This data was acquired with Glimpse and pre-processed with [imscroll](https://github.com/gelles-brandeis/CoSMoS_Analysis/wiki) program ([Friedman et al., 2015](https://dx.doi.org/10.1016/j.ymeth.2015.05.026)). Let’s download data files using [wget](https://www.gnu.org/software/wget/) and then unzip files:

The raw input data are:

* `garosen00267` - folder containing image data in glimpse format and header files
* `green_DNA_locations.dat` - aoiinfo file designating target molecule (DNA) locations in the binder channel
* `green_nonDNA_locations.dat` - aoiinfo file designating off-target (nonDNA) locations in the binder channel
* `green_driftlist.dat` - driftlist file recording the stage movement that took place during the experiment

In [None]:
%%capture
# Download and unzip raw input files
!wget https://zenodo.org/record/5659927/files/DatasetA_glimpse.zip
!unzip DatasetA_glimpse.zip && rm DatasetA_glimpse.zip

## Extract AOIs

Extract AOIs from raw images using `tapqir glimpse` command which will run interactively:

In [None]:
!tapqir glimpse

Dataset name [Rpb1SNAP549]: 
AOI image size - number of pixels along the axis [14]: 
Number of color channels [1]: 
Overwrite defaults values? [Y/n]: 
Specify frame range? [Y/n]: 
First frame to include in the analysis [1]: 
Last frame to include in the analysis [790]: 

INPUTS FOR CHANNEL #0

Channel name [SNAP549]: 
Header/glimpse folder [/content/drive/MyDrive/tutorial/DatasetA_glimpse/garosen00267]: 
Target molecule locations file [/content/drive/MyDrive/tutorial/DatasetA_glimpse/green_DNA_locations.dat]: 
Add off-target AOI locations? [Y/n]: 
Off-target control locations file [/content/drive/MyDrive/tutorial/DatasetA_glimpse/green_nonDNA_locations.dat]: 
Driftlist file [/content/drive/MyDrive/tutorial/DatasetA_glimpse/green_driftlist.dat]: 
Extracting AOIs ...
100% 790/790 [08:25<00:00,  1.56it/s]
tcmalloc: large alloc 1112186880 bytes == 0x55ba2ae4e000 @  0x7fc0f410b887 0x7fbff627d150 0x7fbff628f5ba 0x7fbff6293c26 0x7fbff6293de2 0x7fbff690244a 0x7fbff675b83f 0x7fbff7fc5101 0x7fbf

Above we specified

* A dataset name (`Rpb1SNAP549`)
* Size of AOI images (we recommend to use `14` pixels)
* First and last frames included in the analysis (`1` and `790`). If starting and ending frames are not specified then the full range of frames from the driftlist file will be analyzed
* The number of color channels (`1`)
* Locations of input files for each color channel (only one color channel in this example).

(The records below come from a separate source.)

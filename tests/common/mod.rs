//! Shared fixtures for integration tests.

#![allow(dead_code)]

use statecraft::{ActionRegistry, ActionScope, MachineConfig, MemoryStore, Store};

/// The nested toggle machine used across the integration tests.
pub const TOGGLE_MACHINE: &str = r#"{
    "id": "machine",
    "initial": "inactive",
    "states": {
        "inactive": {
            "entry": "entry", "exit": "exit",
            "on": { "TOGGLE": "active", "NEXT": "substateA" }
        },
        "active": {
            "entry": "entry", "exit": "exit",
            "on": { "TOGGLE": "inactive", "NEXT": "substateA" }
        },
        "substateA": {
            "entry": "entry", "exit": "exit",
            "on": { "TOGGLE": "active", "NEXT": "inactive" },
            "initial": "substateA1",
            "states": {
                "substateA1": {
                    "entry": "entry", "exit": "exit",
                    "on": { "TOGGLE": "substateA2" }
                },
                "substateA2": {
                    "entry": "entry", "exit": "exit",
                    "on": { "TOGGLE": "substateA1" },
                    "initial": "substateA21",
                    "states": {
                        "substateA21": {
                            "entry": "entry", "exit": "exit",
                            "on": { "TOGGLE": "substateA21" }
                        },
                        "substateA22": {
                            "entry": "entry", "exit": "exit",
                            "on": { "TOGGLE": "substateA22" },
                            "initial": "substateA221",
                            "states": {
                                "substateA221": {
                                    "entry": "entry", "exit": "exit",
                                    "on": { "TOGGLE": "substateA222" }
                                },
                                "substateA222": {
                                    "entry": "entry", "exit": "exit",
                                    "on": { "TOGGLE": "substateA221" }
                                }
                            }
                        }
                    }
                }
            }
        }
    }
}"#;

/// Context that counts entries in a store and records every action run.
#[derive(Debug, Default)]
pub struct Trace {
    pub store: MemoryStore,
    pub log: Vec<String>,
}

impl Trace {
    pub fn entries(&self) -> u32 {
        self.store.get("my_key", 0)
    }

    pub fn entered(&self) -> Vec<&str> {
        self.log
            .iter()
            .filter_map(|line| line.strip_prefix("entry "))
            .collect()
    }

    pub fn exited(&self) -> Vec<&str> {
        self.log
            .iter()
            .filter_map(|line| line.strip_prefix("exit "))
            .collect()
    }
}

fn record_entry(scope: &mut ActionScope<'_, Trace>) {
    let line = format!("entry {}", scope.node());
    let trace = scope.context();
    let count: u32 = trace.store.get("my_key", 0);
    trace.store.set("my_key", count + 1);
    trace.log.push(line);
}

fn record_exit(scope: &mut ActionScope<'_, Trace>) {
    let line = format!("exit {}", scope.node());
    scope.context().log.push(line);
}

pub fn actions() -> ActionRegistry<Trace> {
    ActionRegistry::<Trace>::new()
        .register("entry", record_entry)
        .register("exit", record_exit)
}

pub fn toggle_machine() -> MachineConfig {
    MachineConfig::from_json(TOGGLE_MACHINE).unwrap()
}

> **About indexing**. In Python indexing starts with 0. We stick to this convention and index AOIs, frames, color channels, and pixels starting with 0. Note, however, that in the `tapqir glimpse` command above for frame numbers we used `1` and `790` which are according to Matlab indexing convention (in Matlab indexing starts with 1) since driftlist file was produced using the Matlab script.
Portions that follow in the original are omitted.